A cicatrização cutânea normal é o objetivo final desejado da cicatrização de feridas. No entanto, as cicatrizes patológicas, tais como quelóides, cicatrizes hipertróficas ou cicatrizes estiradas, parecem ter etiologias diferentes e multifactoriais. A ausência de um modelo animal fiável para a cicatrização patológica torna mais difícil o estabelecimento de agentes etiológicos. Nos últimos anos, o porco Duroc vermelho tem-se mostrado o mais promissor como modelo potencial(1). A maioria dos conhecimentos foi obtida a partir de relatos de casos clínicos e tendências epidemiológicas.

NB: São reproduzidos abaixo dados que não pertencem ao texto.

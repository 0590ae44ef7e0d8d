use std::fs;
use std::path::Path;
use std::process::{Child, Command, Output, Stdio};

const BIN: &str = env!("CARGO_BIN_EXE_cyclesim");

fn spawn(args: &[String]) -> Child {
    Command::new(BIN)
        .args(args)
        .env("RUST_LOG", "debug")
        .stdout(Stdio::piped())
        .stderr(Stdio::piped())
        .spawn()
        .unwrap()
}

fn summary_of(path: &Path) -> serde_json::Value {
    serde_json::from_str(&fs::read_to_string(path).unwrap()).unwrap()
}

fn assert_success(out: &Output) {
    assert!(
        out.status.success(),
        "exit {:?}\n{}",
        out.status,
        String::from_utf8_lossy(&out.stderr)
    );
}

#[test]
fn test_three_processes_in_lockstep() {
    let dir = tempfile::Builder::new()
        .prefix("cyclesim_test")
        .tempdir()
        .unwrap();
    let uri = dir.path().join("barrier").to_str().unwrap().to_string();
    let args = |leader: bool, idx: usize| {
        vec![
            format!("+barrier_uri={}", uri),
            format!("+barrier_leader={}", leader as u8),
            "+barrier_procs=3".to_string(),
            "+barrier_timeout_ms=20000".to_string(),
            "+max_cycles=200".to_string(),
            "+open_retries=100".to_string(),
            // simulator plusargs the driver does not know
            "+trace".to_string(),
            format!(
                "--summary={}",
                dir.path().join(format!("p{}.json", idx)).display()
            ),
        ]
    };

    // followers come up first and retry until the leader has published
    let f1 = spawn(&args(false, 1));
    let f2 = spawn(&args(false, 2));
    let leader = spawn(&args(true, 0));

    for child in [leader, f1, f2] {
        assert_success(&child.wait_with_output().unwrap());
    }
    for idx in 0..3 {
        let v = summary_of(&dir.path().join(format!("p{}.json", idx)));
        assert_eq!(v["run"]["cycles"], 200);
        assert_eq!(v["run"]["stop_reason"], "max_cycles");
        assert_eq!(v["run"]["barrier_leader"], idx == 0);
        assert_eq!(v["cli"]["barrier_procs"], 3);
    }
    assert!(!Path::new(&uri).exists());
}

#[test]
fn test_unsynchronized_run() {
    let dir = tempfile::Builder::new()
        .prefix("cyclesim_test")
        .tempdir()
        .unwrap();
    let summary = dir.path().join("solo.json");
    let out = spawn(&[
        "--max-cycles=1000".to_string(),
        "--period=2e-9".to_string(),
        format!("--summary={}", summary.display()),
    ])
    .wait_with_output()
    .unwrap();
    assert_success(&out);
    let v = summary_of(&summary);
    assert_eq!(v["run"]["cycles"], 1000);
    assert_eq!(v["run"]["sim_time"], 2_000_000);
    assert!(v["run"]["barrier_uri"].is_null());
}

#[test]
fn test_missing_peer_exits_nonzero() {
    let dir = tempfile::Builder::new()
        .prefix("cyclesim_test")
        .tempdir()
        .unwrap();
    let uri = dir.path().join("lonely").to_str().unwrap().to_string();
    let out = spawn(&[
        format!("+barrier_uri={}", uri),
        "+barrier_leader=1".to_string(),
        "+barrier_procs=2".to_string(),
        "+barrier_timeout_ms=100".to_string(),
    ])
    .wait_with_output()
    .unwrap();
    assert_eq!(out.status.code(), Some(1));
    let stderr = String::from_utf8_lossy(&out.stderr);
    assert!(stderr.contains(&uri), "{}", stderr);
    assert!(stderr.contains("cycle 1"), "{}", stderr);
    assert!(!Path::new(&uri).exists());
}

#[test]
fn test_invalid_config_exits_nonzero() {
    let out = spawn(&[
        "+barrier_uri=/tmp/cyclesim_never_created".to_string(),
        "+barrier_procs=0".to_string(),
    ])
    .wait_with_output()
    .unwrap();
    assert_eq!(out.status.code(), Some(1));
    assert!(String::from_utf8_lossy(&out.stderr).contains("invalid configuration"));
}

- os principais factores contributivos são alguma forma de trauma num indivíduo geneticamente predisposto
- uma gama diversificada de insultos parece ser capaz de desencadear a formação de cicatrizes como uma via final comum. Estes incluem cirurgia, abrasões, tatuagens, injecções, lesões térmicas, queimaduras químicas e térmicas, radiação e qualquer forma de inflamação da pele, como varicela ou acne
- as cicatrizes quelóides têm a associação genética mais forte, tendo sido registada uma herança familiar e autossómica
- os adolescentes e os jovens adultos são mais propensos à formação de cicatrizes patológicas do que os idosos; este facto tem sido atribuído a uma maior capacidade de resposta inflamatória nos primeiros
- raças com pele pigmentada são mais propensas a cicatrizes excessivamente floridas
- certos locais do corpo são mais propensos à formação de cicatrizes, incluindo as orelhas, o deltoide e a pele do esterno
- as influências hormonais podem ser relevantes, uma vez que as cicatrizes quelóides parecem ser mais activas durante a puberdade e a gravidez
- foram propostos factores imunológicos, incluindo anomalias nas imunoglobulinas e nas enzimas da cascata do complemento
- os distúrbios das citocinas são muito actuais e constituem a base do atual interesse em moléculas que anulem os efeitos das isoformas do fator de crescimento transformador; outras citocinas implicadas incluem a IL-1 e o TNF
- As feridas que cicatrizam num ambiente subóptimo são mais propensas à formação de cicatrizes patológicas. Os factores contributivos propostos incluem a infeção, a hipoxia e a tensão ao longo da ferida.
Uma via comum sugerida para a maioria dos agentes etiológicos na cicatrização fibroproliferativa é a potenciação da inflamação que leva à deposição excessiva de colagénio nas fases iniciais da cicatrização ou, mais tarde, a uma remodelação aberrante da cicatriz mais madura.
Ref:
(1) Zhu KQ, Engrav LH, Gibran NS et al Burns (2003); 29(7): 649-664.